La Independencia de
las Provincias Unidas en Sud América se declaró un martes a las dos de la
tarde. A la nochecita, el general La Madrid, valiente de valientes pero feo
como un cuco, ya estaba organizando el baile para el miércoles.
No había mucho qué
hacer en San Miguel del Tucumán, apenas una posta del Camino Real a Lima. Eran,
como mucho, cinco mil vecinos. Un poco más allá de la Plaza Mayor, en la que
pastaban las mulas, las casas iban raleando hasta desaparecer en la ronda.
Por eso el baile
del 10 de julio de 1816 fue memorable. Arcadio el
Tuerto Talavera contaba que había sido un baile blanco, de
puras niñas “imberbes”. Don Arcadio, a la sazón un mocito de quince años, no había visto bien. Las
niñas eran cualquier cosa menos “imberbes”.
El baile fue
abierto por Belgrano, que sacó de su tímida silla a Solana Cainzo. La Solanita
era una lindísima tucumana de diecinueve años. Pero más lo era María de los
Dolores Helguero, una quinceañera con unos ojos así de grandes. El general, que
tenía cuarenta y seis recién cumplidos, no permitió que bailara con otro
en toda la noche. Le dio palabra de casamiento y, como eso
habilitaba cierta intimidad en el trato, la niña quedó embarazada.

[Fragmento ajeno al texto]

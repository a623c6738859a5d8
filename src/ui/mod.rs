//! Terminal presentation: output sink, colour helpers and table layout.

pub mod output;

pub use output::{Output, OutputMode};

/// Colour scheme for line prefixes and headings
pub mod colors {
    use colored::{ColoredString, Colorize};

    /// Green for success
    pub fn success(text: &str) -> ColoredString {
        text.green()
    }

    /// Yellow for warnings
    pub fn warning(text: &str) -> ColoredString {
        text.yellow()
    }

    /// Red for errors
    pub fn error(text: &str) -> ColoredString {
        text.red()
    }

    /// Bold for headings
    pub fn heading(text: &str) -> ColoredString {
        text.bold()
    }
}

/// Fixed text used by the course tables
pub mod format {
    use crate::domain::Course;

    /// Header for the plain course listing.
    pub const LIST_HEADER: &str = "Course id  Course name          Course credit";

    /// Header for the numbered, credit-sorted listing.
    pub const SORTED_HEADER: &str = "No  Course id  Course name          Course credit";

    /// One row of the numbered listing; `index` is zero-based.
    pub fn numbered_row(index: usize, course: &Course) -> String {
        format!("{:<4}{}", index + 1, course)
    }

    /// Separator line for sections
    pub fn separator(width: usize) -> String {
        "─".repeat(width)
    }
}
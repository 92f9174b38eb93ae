//! ePrompt facade.
//!
//! Bundles the workspace crates behind feature flags so callers can pull in
//! only the template engine, or the whole service.
//!
//! ```
//! use eprompt::primitives::{Context, Template};
//! use eprompt::templates::PromptEngine;
//!
//! let template = Template::builder("greet", "Greeting", "Hello {{name}}!")
//!     .required_fields(["name"])
//!     .build();
//! let mut context = Context::new();
//! context.insert("name".to_owned(), "Ada".into());
//!
//! let rendered = PromptEngine::new().generate(&template, &context);
//! assert_eq!(rendered.prompt, "Hello Ada!");
//! ```

#![warn(missing_docs, clippy::pedantic)]

/// Shared data model.
pub use eprompt_primitives as primitives;

/// Template rendering and response parsing (enabled by `templates` feature).
#[cfg(feature = "templates")]
pub use eprompt_templates as templates;

/// Completion clients (enabled by `adapters` feature).
#[cfg(feature = "adapters")]
pub use eprompt_adapters as adapters;

/// Generate-and-run and refinement (enabled by `engine` feature).
#[cfg(feature = "engine")]
pub use eprompt_engine as engine;

/// Environment settings (enabled by `config` feature).
#[cfg(feature = "config")]
pub use eprompt_config as config;

/// Logging bootstrap (enabled by `telemetry` feature).
#[cfg(feature = "telemetry")]
pub use eprompt_telemetry as telemetry;

/// HTTP API (enabled by `server` feature).
#[cfg(feature = "server")]
pub use eprompt_server as server;
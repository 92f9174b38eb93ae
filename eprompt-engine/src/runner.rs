//! Generate-and-run pipeline.

use std::fmt;
use std::sync::Arc;
use std::time::{Duration, Instant};

use chrono::{DateTime, Utc};
use eprompt_adapters::{CompletionClient, CompletionRequest};
use eprompt_primitives::{Context, ModelConfig, Template};
use eprompt_templates::{PromptEngine, ResponseSections, parse_response_sections};
use serde::Serialize;
use tracing::{debug, info, warn};

use crate::error::EngineResult;

/// Outcome of rendering a template and completing the prompt.
#[derive(Clone, Debug, PartialEq, Serialize)]
pub struct RunOutput {
    /// Prompt sent to the model.
    pub prompt: String,
    /// Model output, or a notice listing missing required fields.
    pub result: String,
    /// `result` split at headings.
    pub sections: ResponseSections,
    /// Tokens reported by the provider.
    pub tokens_used: u32,
    /// Wall-clock time for the whole run.
    pub latency_ms: u64,
    /// Configuration the run used.
    pub ai_model_config: ModelConfig,
    /// When the run finished.
    pub timestamp: DateTime<Utc>,
}

/// Renders templates and forwards the prompts to a completion client.
#[derive(Clone)]
pub struct PromptRunner {
    engine: Arc<PromptEngine>,
    client: Arc<dyn CompletionClient>,
}

impl fmt::Debug for PromptRunner {
    fn fmt(&self, f: &mut fmt::Formatter<'_>) -> fmt::Result {
        f.debug_struct("PromptRunner")
            .field("engine", &self.engine)
            .finish_non_exhaustive()
    }
}

impl PromptRunner {
    /// Creates a runner with its own template engine.
    #[must_use]
    pub fn new(client: Arc<dyn CompletionClient>) -> Self {
        Self::with_engine(Arc::new(PromptEngine::new()), client)
    }

    /// Creates a runner that shares an existing template engine.
    #[must_use]
    pub fn with_engine(engine: Arc<PromptEngine>, client: Arc<dyn CompletionClient>) -> Self {
        Self { engine, client }
    }

    /// Returns the template engine.
    #[must_use]
    pub fn engine(&self) -> &PromptEngine {
        &self.engine
    }

    /// Renders `template` and, when every required field is present, asks the
    /// model to complete the prompt.
    ///
    /// Missing required fields short-circuit without a network call: the
    /// result names the missing fields and no tokens are spent.
    ///
    /// # Errors
    ///
    /// Returns [`EngineError::Completion`](crate::EngineError::Completion)
    /// when the completion client fails.
    pub async fn generate_and_run(
        &self,
        template: &Template,
        context: &Context,
        config: ModelConfig,
    ) -> EngineResult<RunOutput> {
        let started = Instant::now();
        let rendered = self.engine.generate(template, context);

        if !rendered.is_complete() {
            let missing = rendered.missing_fields.join(", ");
            info!(template_id = template.id(), %missing, "skipping completion; required fields missing");
            return Ok(RunOutput {
                prompt: rendered.prompt,
                result: format!("Error: Missing required fields: {missing}"),
                sections: ResponseSections::new(),
                tokens_used: 0,
                latency_ms: millis(started.elapsed()),
                ai_model_config: config,
                timestamp: Utc::now(),
            });
        }

        let request = CompletionRequest::new(
            rendered.prompt.clone(),
            template.role(),
            template.use_case(),
            config.clone(),
        );
        let completion = self.client.complete(request).await.inspect_err(|err| {
            warn!(template_id = template.id(), provider = %config.provider, %err, "completion failed");
        })?;

        debug!(
            template_id = template.id(),
            provider = %config.provider,
            model = %config.model,
            tokens = completion.tokens_used,
            "prompt completed"
        );

        Ok(RunOutput {
            prompt: rendered.prompt,
            sections: parse_response_sections(&completion.content),
            result: completion.content,
            tokens_used: completion.tokens_used,
            latency_ms: millis(started.elapsed()),
            ai_model_config: config,
            timestamp: Utc::now(),
        })
    }
}

pub(crate) fn millis(elapsed: Duration) -> u64 {
    u64::try_from(elapsed.as_millis()).unwrap_or(u64::MAX)
}
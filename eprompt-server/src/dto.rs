//! Request and response bodies.

use chrono::{DateTime, Utc};
use eprompt_engine::RefinerTool;
use eprompt_primitives::{Context, ModelConfig, Template};
use serde::de::DeserializeOwned;
use serde::{Deserialize, Serialize};

use crate::error::ApiError;

/// Body of `generate-prompt`.
#[derive(Debug, Deserialize)]
pub struct GeneratePromptRequest {
    /// Template to render.
    pub template: Template,
    /// Values for the placeholders.
    pub context: Context,
}

/// Body of `preview-prompt`.
#[derive(Debug, Deserialize)]
pub struct PreviewPromptRequest {
    /// Template to preview.
    pub template: Template,
    /// Values for the placeholders, if any.
    #[serde(default)]
    pub context: Context,
}

/// Body of `extract-variables`.
#[derive(Debug, Deserialize)]
pub struct ExtractVariablesRequest {
    /// Raw template body.
    #[serde(default)]
    pub template: String,
}

/// Response of `extract-variables`.
#[derive(Debug, Serialize)]
pub struct ExtractVariablesResponse {
    /// Placeholder names, sorted.
    pub variables: Vec<String>,
    /// Number of names.
    pub count: usize,
    /// Template that was scanned.
    pub template: String,
    /// When the scan ran.
    pub extracted_at: DateTime<Utc>,
}

/// Body of `validate-context`.
#[derive(Debug, Deserialize)]
pub struct ValidateContextRequest {
    /// Fields that must be present.
    #[serde(default)]
    pub required_fields: Vec<String>,
    /// Supplied values.
    #[serde(default)]
    pub context: Context,
}

/// Response of `validate-context`.
#[derive(Debug, Serialize)]
pub struct ValidateContextResponse {
    /// `true` when nothing is missing.
    pub is_valid: bool,
    /// Required fields that are absent or blank.
    pub missing_fields: Vec<String>,
    /// Every key in the supplied context.
    pub provided_fields: Vec<String>,
    /// Echo of the required list.
    pub required_fields: Vec<String>,
    /// When validation ran.
    pub validated_at: DateTime<Utc>,
}

/// Body of `generate-and-run`.
#[derive(Debug, Deserialize)]
pub struct GenerateAndRunRequest {
    /// Template to render.
    pub template: Template,
    /// Values for the placeholders.
    pub context: Context,
    /// Model to run the prompt against.
    #[serde(alias = "model_config")]
    pub ai_model_config: ModelConfig,
}

/// Body of `refine`.
#[derive(Debug, Deserialize)]
pub struct RefineRequest {
    /// Prompt to rewrite.
    pub content: String,
    /// Catalog tool identifier.
    pub tool_id: String,
    /// Model to run the refinement against.
    #[serde(alias = "model_config")]
    pub ai_model_config: ModelConfig,
}

/// Body of `batch-refine`.
#[derive(Debug, Deserialize)]
pub struct BatchRefineRequest {
    /// Prompt to rewrite.
    pub content: String,
    /// Catalog tool identifiers, applied in order.
    pub tool_ids: Vec<String>,
    /// Model to run the refinements against.
    #[serde(alias = "model_config")]
    pub ai_model_config: ModelConfig,
}

/// Response of `refiner/tools`.
#[derive(Debug, Serialize)]
pub struct ToolsResponse {
    /// Catalog entries without their instructions.
    pub tools: &'static [RefinerTool],
    /// Number of tools.
    pub count: usize,
}

/// Response of `/`.
#[derive(Debug, Serialize)]
pub struct WelcomeResponse {
    /// Greeting naming the service.
    pub message: String,
}

/// Response of `/health`.
#[derive(Debug, Serialize)]
pub struct HealthResponse {
    /// Always `healthy` while the process serves requests.
    pub status: &'static str,
    /// Service name.
    pub service: String,
}

/// Decodes a JSON body, mapping failures to `422`.
pub(crate) fn parse_json<T: DeserializeOwned>(body: &[u8]) -> Result<T, ApiError> {
    serde_json::from_slice(body)
        .map_err(|err| ApiError::validation(format!("invalid request body: {err}")))
}

/// Rejects model configurations with out-of-range parameters.
pub(crate) fn validate_model_config(config: &ModelConfig) -> Result<(), ApiError> {
    config
        .validate()
        .map_err(|err| ApiError::validation(err.to_string()))
}

#[cfg(test)]
mod tests {
    use super::*;

    #[test]
    fn model_config_alias_is_accepted() {
        let json = br#"{
            "content": "x",
            "tool_id": "concise",
            "model_config": {"provider": "openai", "model": "gpt-4o"}
        }"#;
        let request: RefineRequest = parse_json(json).expect("request");
        assert_eq!(request.ai_model_config.model, "gpt-4o");
    }

    #[test]
    fn nested_context_values_are_rejected() {
        let json = br#"{
            "template": {"id": "t", "name": "T", "description": "", "template": "{{a}}",
                         "role": "", "useCase": "", "requiredFields": []},
            "context": {"a": {"nested": true}}
        }"#;
        let err = parse_json::<GeneratePromptRequest>(json).expect_err("nested object");
        assert_eq!(err.status().as_u16(), 422);
    }

    #[test]
    fn out_of_range_temperature_is_a_validation_error() {
        let config: ModelConfig =
            serde_json::from_str(r#"{"provider": "openai", "model": "m", "temperature": 3.0}"#)
                .expect("config");
        let err = validate_model_config(&config).expect_err("range");
        assert_eq!(err.status().as_u16(), 422);
        assert!(err.detail().contains("temperature"));
    }
}
//! Shared, read-only application state.

use std::sync::Arc;

use eprompt_adapters::{CompletionClient, OpenAiConfig, ProviderRouter};
use eprompt_config::Settings;
use eprompt_engine::{PromptRunner, Refiner};
use eprompt_templates::PromptEngine;
use tracing::warn;

use crate::error::ServerResult;

/// Everything a request handler needs, shared as `Arc<AppState>`.
#[derive(Debug)]
pub struct AppState {
    settings: Settings,
    engine: Arc<PromptEngine>,
    runner: PromptRunner,
    refiner: Refiner,
}

impl AppState {
    /// Creates state around an explicit completion client.
    #[must_use]
    pub fn new(settings: Settings, client: Arc<dyn CompletionClient>) -> Self {
        let engine = Arc::new(PromptEngine::new());
        let runner = PromptRunner::with_engine(Arc::clone(&engine), client);
        let refiner = Refiner::new(runner.clone());
        Self {
            settings,
            engine,
            runner,
            refiner,
        }
    }

    /// Creates state with the provider router configured from `settings`.
    ///
    /// # Errors
    ///
    /// Returns [`ServerError::Adapter`](crate::ServerError::Adapter) when the
    /// `OpenAI` host is unusable.
    pub fn from_settings(settings: Settings) -> ServerResult<Self> {
        let mut openai = OpenAiConfig::new().with_base_url(&settings.openai_api_host)?;
        match settings.openai_api_key.as_deref() {
            Some(key) => openai = openai.with_api_key(key),
            None => warn!("OPENAI_API_KEY is not set; openai requests need a per-request key"),
        }
        let router = ProviderRouter::new(openai);
        Ok(Self::new(settings, Arc::new(router)))
    }

    /// Returns the loaded settings.
    #[must_use]
    pub fn settings(&self) -> &Settings {
        &self.settings
    }

    /// Returns the template engine.
    #[must_use]
    pub fn engine(&self) -> &PromptEngine {
        &self.engine
    }

    /// Returns the generate-and-run pipeline.
    #[must_use]
    pub fn runner(&self) -> &PromptRunner {
        &self.runner
    }

    /// Returns the refiner.
    #[must_use]
    pub fn refiner(&self) -> &Refiner {
        &self.refiner
    }
}
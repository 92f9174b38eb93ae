//! ePrompt API server.

use std::sync::Arc;

use anyhow::Context;
use clap::Parser;
use eprompt_config::{LogFormat, Settings};
use eprompt_server::{AppState, resolve_addr, serve, shutdown_signal};
use eprompt_telemetry::{DEFAULT_LOG_DIRECTIVE, init_tracing};
use tracing::info;

/// Serve the ePrompt API.
///
/// Settings come from the environment; flags override them.
#[derive(Debug, Parser)]
#[command(name = "eprompt-server", version, about)]
struct Cli {
    /// Interface to bind.
    #[arg(long, env = "HOST")]
    host: Option<String>,

    /// Port to bind.
    #[arg(long, env = "PORT")]
    port: Option<u16>,

    /// Log line format: `pretty` or `json`.
    #[arg(long, env = "LOG_FORMAT")]
    log_format: Option<LogFormat>,
}

#[tokio::main]
async fn main() -> anyhow::Result<()> {
    let cli = Cli::parse();

    let mut settings = Settings::from_env().context("failed to load settings")?;
    if let Some(host) = cli.host {
        settings.host = host;
    }
    if let Some(port) = cli.port {
        settings.port = port;
    }
    if let Some(format) = cli.log_format {
        settings.log_format = format;
    }

    init_tracing(settings.log_format, DEFAULT_LOG_DIRECTIVE)
        .context("failed to initialise logging")?;

    let addr = resolve_addr(&settings.host, settings.port).await?;
    info!(
        project = %settings.project_name,
        api_prefix = %settings.api_prefix,
        openai_host = %settings.openai_api_host,
        "starting"
    );

    let state = Arc::new(AppState::from_settings(settings).context("failed to build application state")?);
    serve(state, addr, shutdown_signal())
        .await
        .context("server failed")?;

    info!("server shut down cleanly");
    Ok(())
}
//! Caller-supplied context values.

use std::collections::BTreeMap;
use std::fmt::{self, Display, Formatter};

use serde::{Deserialize, Serialize};
use serde_json::Number;

/// Mapping from field name to the value supplied for it.
pub type Context = BTreeMap<String, ContextValue>;

/// A single scalar context value.
///
/// Context maps arrive as JSON objects whose values are strings, numbers,
/// booleans, or `null`. Nested objects and arrays are rejected during
/// deserialization.
///
/// # Examples
///
/// ```
/// use eprompt_primitives::ContextValue;
///
/// let value: ContextValue = serde_json::from_str("42").unwrap();
/// assert_eq!(value.to_string(), "42");
/// assert!(ContextValue::text("   ").is_blank());
/// assert!(!ContextValue::from(false).is_blank());
/// ```
#[derive(Clone, Debug, PartialEq, Serialize, Deserialize, Default)]
#[serde(untagged)]
pub enum ContextValue {
    /// Explicit `null`, treated as absent.
    #[default]
    Null,
    /// Boolean flag.
    Bool(bool),
    /// Integer or floating point number.
    Number(Number),
    /// Free-form text.
    Text(String),
}

impl ContextValue {
    /// Creates a text value.
    #[must_use]
    pub fn text(value: impl Into<String>) -> Self {
        Self::Text(value.into())
    }

    /// Returns `true` for `null`.
    #[must_use]
    pub const fn is_null(&self) -> bool {
        matches!(self, Self::Null)
    }

    /// Returns `true` when the value counts as missing for a required field.
    ///
    /// `null`, the empty string, and whitespace-only strings are blank.
    /// Numbers and booleans are never blank, including `0` and `false`.
    #[must_use]
    pub fn is_blank(&self) -> bool {
        match self {
            Self::Null => true,
            Self::Text(text) => text.trim().is_empty(),
            Self::Bool(_) | Self::Number(_) => false,
        }
    }

    /// Returns `true` when the value is neither `null` nor the empty string.
    #[must_use]
    pub fn is_supplied(&self) -> bool {
        match self {
            Self::Null => false,
            Self::Text(text) => !text.is_empty(),
            Self::Bool(_) | Self::Number(_) => true,
        }
    }
}

impl Display for ContextValue {
    fn fmt(&self, f: &mut Formatter<'_>) -> fmt::Result {
        match self {
            Self::Null => Ok(()),
            Self::Bool(flag) => Display::fmt(flag, f),
            Self::Number(number) => Display::fmt(number, f),
            Self::Text(text) => f.write_str(text),
        }
    }
}

impl From<&str> for ContextValue {
    fn from(value: &str) -> Self {
        Self::Text(value.to_owned())
    }
}

impl From<String> for ContextValue {
    fn from(value: String) -> Self {
        Self::Text(value)
    }
}

impl From<bool> for ContextValue {
    fn from(value: bool) -> Self {
        Self::Bool(value)
    }
}

impl From<i64> for ContextValue {
    fn from(value: i64) -> Self {
        Self::Number(value.into())
    }
}

impl From<f64> for ContextValue {
    fn from(value: f64) -> Self {
        Number::from_f64(value).map_or(Self::Null, Self::Number)
    }
}

impl<T> From<Option<T>> for ContextValue
where
    T: Into<ContextValue>,
{
    fn from(value: Option<T>) -> Self {
        value.map_or(Self::Null, Into::into)
    }
}
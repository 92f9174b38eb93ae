//! Prompt execution on top of the template engine.
//!
//! [`PromptRunner`] renders a template and sends the prompt to a completion
//! client. [`Refiner`] uses the runner to rewrite prompts with one of the
//! tools in the static [`catalog`].

#![warn(missing_docs, clippy::pedantic)]

pub mod catalog;
mod cleanup;
mod error;
mod refiner;
mod runner;

pub use catalog::{RefinerTool, find_tool, tools};
pub use cleanup::extract_refined_content;
pub use error::{EngineError, EngineResult};
pub use refiner::{BatchEntry, BatchRefinement, FailedRefinement, Refinement, Refiner};
pub use runner::{PromptRunner, RunOutput};
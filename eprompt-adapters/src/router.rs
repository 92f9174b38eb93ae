//! Provider dispatch.

use std::fmt;
use std::sync::Arc;

use async_trait::async_trait;
use eprompt_primitives::Provider;

use crate::echo::EchoAdapter;
use crate::openai::{OpenAiAdapter, OpenAiConfig};
use crate::traits::{AdapterResult, Completion, CompletionClient, CompletionRequest};

/// Routes each request to the client serving its provider.
///
/// `openai` requests go to the `OpenAI` client; every other provider is
/// answered by the fallback client, an [`EchoAdapter`] by default.
#[derive(Clone)]
pub struct ProviderRouter {
    openai: Arc<dyn CompletionClient>,
    fallback: Arc<dyn CompletionClient>,
}

impl fmt::Debug for ProviderRouter {
    fn fmt(&self, f: &mut fmt::Formatter<'_>) -> fmt::Result {
        f.debug_struct("ProviderRouter").finish_non_exhaustive()
    }
}

impl ProviderRouter {
    /// Creates a router backed by a real `OpenAI` client.
    #[must_use]
    pub fn new(config: OpenAiConfig) -> Self {
        Self::with_clients(Arc::new(OpenAiAdapter::new(config)), Arc::new(EchoAdapter::new()))
    }

    /// Creates a router from explicit clients.
    #[must_use]
    pub fn with_clients(
        openai: Arc<dyn CompletionClient>,
        fallback: Arc<dyn CompletionClient>,
    ) -> Self {
        Self { openai, fallback }
    }

    fn client_for(&self, provider: Provider) -> &dyn CompletionClient {
        match provider {
            Provider::OpenAi => self.openai.as_ref(),
            Provider::Anthropic | Provider::Google | Provider::Local => self.fallback.as_ref(),
        }
    }
}

#[async_trait]
impl CompletionClient for ProviderRouter {
    async fn complete(&self, request: CompletionRequest) -> AdapterResult<Completion> {
        self.client_for(request.config().provider)
            .complete(request)
            .await
    }
}
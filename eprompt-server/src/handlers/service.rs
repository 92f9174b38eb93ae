use crate::dto::{HealthResponse, WelcomeResponse};
use crate::state::AppState;

use super::{HandlerResult, json_ok};

pub(crate) fn welcome(state: &AppState) -> HandlerResult {
    json_ok(&WelcomeResponse {
        message: format!("Welcome to {}", state.settings().project_name),
    })
}

pub(crate) fn health(state: &AppState) -> HandlerResult {
    json_ok(&HealthResponse {
        status: "healthy",
        service: state.settings().project_name.clone(),
    })
}
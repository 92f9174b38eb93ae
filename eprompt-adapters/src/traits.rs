//! Shared completion client trait and data structures.

use std::fmt;
use std::time::Duration;

use async_trait::async_trait;
use eprompt_primitives::ModelConfig;
use serde::{Deserialize, Serialize};
use thiserror::Error;

/// Result alias used by completion clients.
pub type AdapterResult<T> = Result<T, AdapterError>;

const DEFAULT_ROLE: &str = "assistant";
const DEFAULT_USE_CASE: &str = "general task";

/// Error type shared by completion client implementations.
#[derive(Debug, Error)]
pub enum AdapterError {
    /// Client is misconfigured, for example with an unusable base URL.
    #[error("adapter not configured: {reason}")]
    Configuration {
        /// Additional context for the failure.
        reason: String,
    },

    /// No API key was supplied, or only a placeholder one.
    #[error("API key not configured")]
    MissingApiKey,

    /// The request could not be encoded for the provider.
    #[error("invalid completion request: {reason}")]
    InvalidRequest {
        /// Reason describing why the request could not be processed.
        reason: String,
    },

    /// Transport-level failures (connect, TLS, I/O).
    #[error("adapter transport error: {reason}")]
    Transport {
        /// Additional context about the error.
        reason: String,
    },

    /// The provider did not answer within the configured timeout.
    #[error("completion request timed out after {after:?}")]
    TimedOut {
        /// Timeout that elapsed.
        after: Duration,
    },

    /// The provider answered with a non-success status.
    #[error("provider returned status {status}: {body}")]
    Status {
        /// HTTP status code.
        status: u16,
        /// Raw response body.
        body: String,
    },

    /// The provider answered without any choices.
    #[error("provider returned no completion choices")]
    EmptyResponse,

    /// The provider returned a body that could not be decoded.
    #[error("adapter response error: {reason}")]
    Response {
        /// Additional context about the response failure.
        reason: String,
    },
}

impl AdapterError {
    /// Convenience constructor for invalid requests.
    #[must_use]
    pub fn invalid_request(reason: impl Into<String>) -> Self {
        Self::InvalidRequest {
            reason: reason.into(),
        }
    }

    /// Convenience constructor for configuration issues.
    #[must_use]
    pub fn configuration(reason: impl Into<String>) -> Self {
        Self::Configuration {
            reason: reason.into(),
        }
    }

    /// Convenience constructor for transport failures.
    #[must_use]
    pub fn transport(reason: impl Into<String>) -> Self {
        Self::Transport {
            reason: reason.into(),
        }
    }

    /// Convenience constructor for undecodable responses.
    #[must_use]
    pub fn response(reason: impl Into<String>) -> Self {
        Self::Response {
            reason: reason.into(),
        }
    }
}

/// Roles supported in chat-style prompts.
#[derive(Clone, Copy, Debug, Deserialize, Serialize, PartialEq, Eq)]
#[serde(rename_all = "lowercase")]
pub enum MessageRole {
    /// System messages steer the assistant behaviour.
    System,
    /// User-authored content.
    User,
}

impl fmt::Display for MessageRole {
    fn fmt(&self, f: &mut fmt::Formatter<'_>) -> fmt::Result {
        f.write_str(match self {
            Self::System => "system",
            Self::User => "user",
        })
    }
}

/// Represents a message in a chat-style prompt.
#[derive(Clone, Debug, Deserialize, Serialize, PartialEq, Eq)]
pub struct PromptMessage {
    role: MessageRole,
    content: String,
}

impl PromptMessage {
    /// Creates a new prompt message.
    #[must_use]
    pub fn new(role: MessageRole, content: impl Into<String>) -> Self {
        Self {
            role,
            content: content.into(),
        }
    }

    /// Returns the message role.
    #[must_use]
    pub const fn role(&self) -> MessageRole {
        self.role
    }

    /// Returns the message content.
    #[must_use]
    pub fn content(&self) -> &str {
        &self.content
    }
}

/// A rendered prompt to be completed, with the labels that frame it.
#[derive(Clone, Debug, PartialEq)]
pub struct CompletionRequest {
    prompt: String,
    role: String,
    use_case: String,
    config: ModelConfig,
}

impl CompletionRequest {
    /// Creates a request.
    ///
    /// Empty labels fall back to `assistant` and `general task`.
    #[must_use]
    pub fn new(
        prompt: impl Into<String>,
        role: impl Into<String>,
        use_case: impl Into<String>,
        config: ModelConfig,
    ) -> Self {
        Self {
            prompt: prompt.into(),
            role: role.into(),
            use_case: use_case.into(),
            config,
        }
    }

    /// Returns the prompt text.
    #[must_use]
    pub fn prompt(&self) -> &str {
        &self.prompt
    }

    /// Returns the effective role label.
    #[must_use]
    pub fn role(&self) -> &str {
        non_empty_or(&self.role, DEFAULT_ROLE)
    }

    /// Returns the effective use-case label.
    #[must_use]
    pub fn use_case(&self) -> &str {
        non_empty_or(&self.use_case, DEFAULT_USE_CASE)
    }

    /// Returns the model configuration.
    #[must_use]
    pub const fn config(&self) -> &ModelConfig {
        &self.config
    }

    /// Builds the system instruction sent ahead of the prompt.
    #[must_use]
    pub fn system_instruction(&self) -> String {
        format!(
            "You are an expert {} helping with {}. Provide a comprehensive, \
             well-structured response that directly addresses the user's request. \
             Format your response clearly with appropriate headings and bullet \
             points where helpful.",
            self.role(),
            self.use_case()
        )
    }

    /// Returns the system and user messages for chat-style providers.
    #[must_use]
    pub fn messages(&self) -> Vec<PromptMessage> {
        vec![
            PromptMessage::new(MessageRole::System, self.system_instruction()),
            PromptMessage::new(MessageRole::User, self.prompt.clone()),
        ]
    }
}

fn non_empty_or<'a>(value: &'a str, fallback: &'a str) -> &'a str {
    if value.trim().is_empty() {
        fallback
    } else {
        value
    }
}

/// Text produced by a completion client.
#[derive(Clone, Debug, PartialEq, Eq)]
pub struct Completion {
    /// Generated text.
    pub content: String,
    /// Tokens billed for the call, `0` when the provider does not report usage.
    pub tokens_used: u32,
    /// Wall-clock duration of the call.
    pub elapsed: Duration,
}

/// Trait implemented by all completion clients.
#[async_trait]
pub trait CompletionClient: Send + Sync {
    /// Completes the request, returning the generated text.
    async fn complete(&self, request: CompletionRequest) -> AdapterResult<Completion>;
}

#[cfg(test)]
mod tests {
    use eprompt_primitives::Provider;

    use super::*;

    fn request(role: &str, use_case: &str) -> CompletionRequest {
        CompletionRequest::new(
            "Summarise this",
            role,
            use_case,
            ModelConfig::new(Provider::OpenAi, "gpt-4o-mini"),
        )
    }

    #[test]
    fn system_instruction_uses_labels() {
        let instruction = request("Product Manager", "User Stories").system_instruction();
        assert!(instruction.starts_with(
            "You are an expert Product Manager helping with User Stories. Provide a comprehensive,"
        ));
        assert!(instruction.ends_with("bullet points where helpful."));
    }

    #[test]
    fn blank_labels_fall_back() {
        let request = request("", "  ");
        assert_eq!(request.role(), "assistant");
        assert_eq!(request.use_case(), "general task");
        assert!(
            request
                .system_instruction()
                .starts_with("You are an expert assistant helping with general task.")
        );
    }

    #[test]
    fn messages_put_system_first() {
        let messages = request("r", "u").messages();
        assert_eq!(messages.len(), 2);
        assert_eq!(messages[0].role(), MessageRole::System);
        assert_eq!(messages[1].role(), MessageRole::User);
        assert_eq!(messages[1].content(), "Summarise this");
    }

    #[test]
    fn roles_use_chat_wire_names() {
        assert_eq!(MessageRole::System.to_string(), "system");
        assert_eq!(MessageRole::User.to_string(), "user");
        assert_eq!(
            serde_json::to_string(&MessageRole::User).expect("serialize"),
            "\"user\""
        );
    }
}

Así nació Manuela Mónica del Corazón de Jesús Belgrano, que se parecía al
general como dos gotas de agua.
Volvamos al baile.
La Solanita se pasó la noche ruborizada, no tanto por la danza como por las
cosas que le decía el altoperuano José Mariano Serrano. El diputado por Charcas,
dicen, era alto, delgado, de rostro fino, enmarcado por larga patilla oscura. La
muchacha quedó con calores por unos cuantos días.
Finalmente, se casaron, pero él
regresó al Alto Perú. Con los años, Solana, aquella niña de piel de jazmín, pedía que la emplearan como doméstica a cambio de una
habitación, no importaba lo pequeña que fuera. Había quedado en la indigencia. ¡Ah, aquel baile del 10 de julio de 1816!